Would you beleive it was 80 on Wednesday, then I was in Nome where I found 10 degrees at 9 am? Now I'm back in Denver and today's high will be 74?
Anyway, about the frequencies.
I found that the hospital has 155.160 listed as Channel 2, "emergency" on tier portables. I'm not sure if that means it's an emergency frequency, as in a back up, or if it's the one to the ER. I say this becuase channel 1 on thier portables was 152 something, and I thought that would be in the range of pagers. There was no traffic on either frequency while I was there.
The one I thought would be the Primary Police frequency, as listed here, was 100% digital. Since I left my XTS3000 at home all I got to hear was buzz and click. I don't know if this was part of the ALMR, or if they just happened to be using digital radios to reduce the number of people listening in.
The only active frequency was able to minitor was used by public works, the museum, and generalized chatter. It was licensed to both the City of Nome, and The State of Alaska. I had thought that would be a "mutual aid" type of frequency, but I never heard Law Enforcement related traffic.

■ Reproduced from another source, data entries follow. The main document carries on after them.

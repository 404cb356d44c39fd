//! Shared application state

use std::sync::Arc;

use shared::AppResult;

use crate::auth::JwtService;
use crate::core::Config;
use crate::db::repository::{
    AddressRepository, CampaignRepository, CategoryRepository, FavoriteRepository,
    LoginHistoryRepository, NotificationRepository, OrderRepository, PaymentMethodRepository,
    ProductRepository, ReviewRepository, UserRepository,
};
use crate::db::DbService;

/// Everything handlers need, cloned per request. Repositories share the two
/// SQLite pools inside [`DbService`], so cloning is cheap.
#[derive(Clone)]
pub struct AppState {
    pub config: Arc<Config>,
    pub jwt: Arc<JwtService>,
    pub users: UserRepository,
    pub products: ProductRepository,
    pub categories: CategoryRepository,
    pub orders: OrderRepository,
    pub addresses: AddressRepository,
    pub payment_methods: PaymentMethodRepository,
    pub reviews: ReviewRepository,
    pub notifications: NotificationRepository,
    pub favorites: FavoriteRepository,
    pub campaigns: CampaignRepository,
    pub login_history: LoginHistoryRepository,
}

impl AppState {
    /// Open the database at the configured path and build the state
    pub async fn new(config: Config) -> AppResult<Self> {
        let db = DbService::new(&config.database_path).await?;
        Ok(Self::with_db(config, db))
    }

    /// Build the state over an existing database handle (tests use this
    /// with a temporary file)
    pub fn with_db(config: Config, db: DbService) -> Self {
        let jwt = Arc::new(JwtService::new(&config.jwt));
        Self {
            config: Arc::new(config),
            jwt,
            users: UserRepository::new(db.clone()),
            products: ProductRepository::new(db.clone()),
            categories: CategoryRepository::new(db.clone()),
            orders: OrderRepository::new(db.clone()),
            addresses: AddressRepository::new(db.clone()),
            payment_methods: PaymentMethodRepository::new(db.clone()),
            reviews: ReviewRepository::new(db.clone()),
            notifications: NotificationRepository::new(db.clone()),
            favorites: FavoriteRepository::new(db.clone()),
            campaigns: CampaignRepository::new(db.clone()),
            login_history: LoginHistoryRepository::new(db),
        }
    }
}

The fire and EMS folks all had Minitor IV pagers, but I never heard any calls or radio traffic.
Incidentally, I programmed in HAM and Marine frequencies, but also heard nothing. AdmittedlyI didn't listen too much to these bnads as I was more interested in the Public Safety stuff. I wasn't able to confirm the HAM repeaters due to my limited understanding of offsets and PL's.
All in all, pretty boring. I think it's going to take someone with a new digital scanner to do a range search for a coupel of days to really update this listing.